== Goal of the exercise ==
From the first line of the records through the line containing "const RESERVED: &[&str]", retype every line exactly and nothing else.

== Input data ==
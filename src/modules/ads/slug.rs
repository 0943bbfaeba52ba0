//! Slug derivation for ad URLs.

use super::repository::AdRepository;

const FALLBACK: &str = "ad";
/// Static path segments under the mount point.
const RESERVED: &[&str] = &["new"];

/// Derive the base slug for a title: ASCII, lowercase, `-` separated.
///
/// Purely numeric slugs get an `ad-` prefix since `/ads/{digits}` is a
/// listing page, and so do slugs shadowed by a static route.
pub fn slugify(title: &str) -> String {
    let slug = ::slug::slugify(title);
    if slug.is_empty() {
        FALLBACK.to_string()
    } else if slug.bytes().all(|b| b.is_ascii_digit() || b == b'-')
        || RESERVED.contains(&slug.as_str())
    {
        format!("{FALLBACK}-{slug}")
    } else {
        slug
    }
}

/// First free slug among `base`, `base-2`, `base-3`, ...
pub async fn unique_slug(repo: &dyn AdRepository, title: &str) -> anyhow::Result<String> {
    let base = slugify(title);
    let mut candidate = base.clone();
    let mut suffix = 1u32;

    while repo.slug_exists(&candidate).await? {
        suffix += 1;
        candidate = format!("{base}-{suffix}");
    }

    Ok(candidate)
}

#[cfg(test)]
mod tests {
    use super::*;
    use crate::modules::ads::models::{Ad, AdInput};
    use crate::modules::ads::repository::memory::MemoryAdRepository;

    #[test]
    fn transliterates_accents() {
        assert_eq!(slugify("Vélo"), "velo");
        assert_eq!(slugify("  Belle Maison à Lyon!  "), "belle-maison-a-lyon");
    }

    #[test]
    fn never_looks_like_a_page_number() {
        assert_eq!(slugify("2024"), "ad-2024");
        assert_eq!(slugify("!!!"), "ad");
        assert_eq!(slugify("New"), "ad-new");
    }

    #[tokio::test]
    async fn appends_counter_when_taken() -> anyhow::Result<()> {
        let repo = MemoryAdRepository::new();
        assert_eq!(unique_slug(&repo, "Vélo").await?, "velo");

        for slug in ["velo", "velo-2"] {
            let input = AdInput {
                title: "Vélo".to_string(),
                description: "Un vélo".to_string(),
                price: 10.0,
                cover_image: None,
                images: vec![],
            };
            repo.save(&Ad::create(input, slug.to_string(), None)).await?;
        }

        assert_eq!(unique_slug(&repo, "Vélo").await?, "velo-3");
        Ok(())
    }
}
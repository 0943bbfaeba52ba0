use chrono::{DateTime, Utc};
use classifieds_authz::Principal;
use serde::Serialize;
use uuid::Uuid;

/// A classified listing with its images.
#[derive(Debug, Clone, PartialEq, Serialize)]
pub struct Ad {
    pub id: Uuid,
    /// URL-safe unique identifier, fixed at creation
    pub slug: String,
    pub title: String,
    pub description: String,
    pub price: f64,
    pub cover_image: Option<String>,
    /// `None` only for ads created while anonymous creation was allowed
    pub author_id: Option<Uuid>,
    pub author_name: Option<String>,
    pub created_at: DateTime<Utc>,
    pub images: Vec<Image>,
}

/// An image owned by exactly one ad.
#[derive(Debug, Clone, PartialEq, Eq, Serialize)]
pub struct Image {
    pub id: Uuid,
    pub ad_id: Uuid,
    pub url: String,
    pub caption: String,
}

/// Validated form data shared by create and edit.
#[derive(Debug, Clone, PartialEq)]
pub struct AdInput {
    pub title: String,
    pub description: String,
    pub price: f64,
    pub cover_image: Option<String>,
    pub images: Vec<ImageInput>,
}

#[derive(Debug, Clone, PartialEq, Eq)]
pub struct ImageInput {
    pub url: String,
    pub caption: String,
}

impl Image {
    /// A detached image; [`Ad::attach_images`] sets its owner.
    pub fn new(url: impl Into<String>, caption: impl Into<String>) -> Self {
        Self {
            id: Uuid::new_v4(),
            ad_id: Uuid::nil(),
            url: url.into(),
            caption: caption.into(),
        }
    }
}

impl Ad {
    /// Build a new ad authored by `author` (if any), images attached.
    pub fn create(input: AdInput, slug: String, author: Option<&Principal>) -> Self {
        let mut ad = Self {
            id: Uuid::new_v4(),
            slug,
            title: String::new(),
            description: String::new(),
            price: 0.0,
            cover_image: None,
            author_id: author.map(|p| p.user_id),
            author_name: author.map(|p| p.name.clone()),
            created_at: Utc::now(),
            images: Vec::new(),
        };
        ad.apply(input);
        ad
    }

    /// Replace the editable fields and the image set. Slug and author are kept.
    pub fn apply(&mut self, input: AdInput) {
        self.title = input.title;
        self.description = input.description;
        self.price = input.price;
        self.cover_image = input.cover_image;
        self.images = input
            .images
            .into_iter()
            .map(|image| Image::new(image.url, image.caption))
            .collect();
        self.attach_images();
    }

    /// Point every image's back-reference at this ad.
    pub fn attach_images(&mut self) {
        for image in &mut self.images {
            image.ad_id = self.id;
        }
    }
}

#[cfg(test)]
mod tests {
    use super::*;
    use classifieds_authz::Role;

    fn input() -> AdInput {
        AdInput {
            title: "Vélo".to_string(),
            description: "Un vélo de ville".to_string(),
            price: 50.0,
            cover_image: None,
            images: vec![
                ImageInput {
                    url: "https://img.example/1.jpg".to_string(),
                    caption: "front".to_string(),
                },
                ImageInput {
                    url: "https://img.example/2.jpg".to_string(),
                    caption: String::new(),
                },
            ],
        }
    }

    #[test]
    fn create_sets_author_and_attaches_images() {
        let author = Principal::new(Uuid::new_v4(), "Ana", vec![Role::User]);
        let ad = Ad::create(input(), "velo".to_string(), Some(&author));

        assert_eq!(ad.author_id, Some(author.user_id));
        assert_eq!(ad.author_name.as_deref(), Some("Ana"));
        assert_eq!(ad.images.len(), 2);
        assert!(ad.images.iter().all(|image| image.ad_id == ad.id));
    }

    #[test]
    fn apply_keeps_identity_and_replaces_images() {
        let mut ad = Ad::create(input(), "velo".to_string(), None);
        let (id, slug, created_at) = (ad.id, ad.slug.clone(), ad.created_at);

        let mut edited = input();
        edited.title = "Vélo rouge".to_string();
        edited.images.truncate(1);
        ad.apply(edited);

        assert_eq!((ad.id, ad.slug.as_str(), ad.created_at), (id, slug.as_str(), created_at));
        assert_eq!(ad.title, "Vélo rouge");
        assert_eq!(ad.images.len(), 1);
        assert_eq!(ad.images[0].ad_id, id);
        assert_eq!(ad.author_id, None);
    }
}
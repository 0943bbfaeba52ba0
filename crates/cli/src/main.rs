use anyhow::Context;
use clap::{Parser, Subcommand};
use classifieds_authz::{Principal, Role};
use classifieds_kernel::settings::Settings;
use uuid::Uuid;

#[derive(Debug, Parser)]
#[command(name = "classifieds-cli", version, about = "Classified ads application")]
struct Cli {
    #[command(subcommand)]
    command: Command,
}

#[derive(Debug, Subcommand)]
enum Command {
    /// Apply pending migrations, then serve HTTP until interrupted
    Serve,
    /// Apply pending migrations and exit
    Migrate,
    /// Print a signed access token for a user
    Token {
        #[arg(long)]
        user_id: Uuid,
        #[arg(long)]
        name: String,
        /// Grant the admin role
        #[arg(long)]
        admin: bool,
        /// Override `auth.token_ttl_secs`
        #[arg(long)]
        ttl_secs: Option<u64>,
    },
}

#[tokio::main]
async fn main() -> anyhow::Result<()> {
    let cli = Cli::parse();
    let mut settings = Settings::load().with_context(|| "failed to load classifieds settings")?;

    match cli.command {
        Command::Serve => {
            classifieds_telemetry::init(&settings.telemetry)?;
            classifieds_app::serve(&settings).await
        }
        Command::Migrate => {
            classifieds_telemetry::init(&settings.telemetry)?;
            let applied = classifieds_app::migrate(&settings).await?;
            println!("{applied} migration(s) applied");
            Ok(())
        }
        Command::Token {
            user_id,
            name,
            admin,
            ttl_secs,
        } => {
            if let Some(ttl) = ttl_secs {
                settings.auth.token_ttl_secs = ttl;
            }
            let mut roles = vec![Role::User];
            if admin {
                roles.push(Role::Admin);
            }
            let token = classifieds_app::bootstrap::token_codec(&settings)
                .issue(&Principal::new(user_id, name, roles))
                .context("failed to sign token")?;
            println!("{token}");
            Ok(())
        }
    }
}
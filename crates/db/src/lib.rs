//! Database connection factory and migration tooling.

use std::time::Duration;

use anyhow::Context;
use classifieds_kernel::settings::DatabaseSettings;
use sea_orm::{ConnectOptions, ConnectionTrait, Database, DatabaseConnection};

pub mod migrations;

pub use migrations::run_migrations;

/// Open a connection pool for the configured database URL.
pub async fn connect(settings: &DatabaseSettings) -> anyhow::Result<DatabaseConnection> {
    let mut options = ConnectOptions::new(settings.url.clone());
    options
        .max_connections(settings.max_connections)
        .connect_timeout(Duration::from_secs(8))
        .sqlx_logging(settings.sqlx_logging);

    let db = Database::connect(options)
        .await
        .with_context(|| "failed to connect to database")?;

    tracing::info!(
        target: "classifieds-db",
        backend = ?db.get_database_backend(),
        "database connection established"
    );
    Ok(db)
}

/// Open a private in-memory SQLite database.
///
/// The pool is pinned to a single connection since every SQLite memory
/// connection is its own database.
pub async fn connect_in_memory() -> anyhow::Result<DatabaseConnection> {
    let mut options = ConnectOptions::new("sqlite::memory:");
    options
        .max_connections(1)
        .min_connections(1)
        .sqlx_logging(false);

    Database::connect(options)
        .await
        .with_context(|| "failed to open in-memory database")
}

== Response area ==
filename src/modules/ads/slug.rs
repository 0943bbfaeba52ba0
//! Slug derivation for ad URLs.

use super::repository::AdRepository;

const FALLBACK: &str = "ad";
/// Static path segments under the mount point.
const RESERVED: &[&str] = &["new"];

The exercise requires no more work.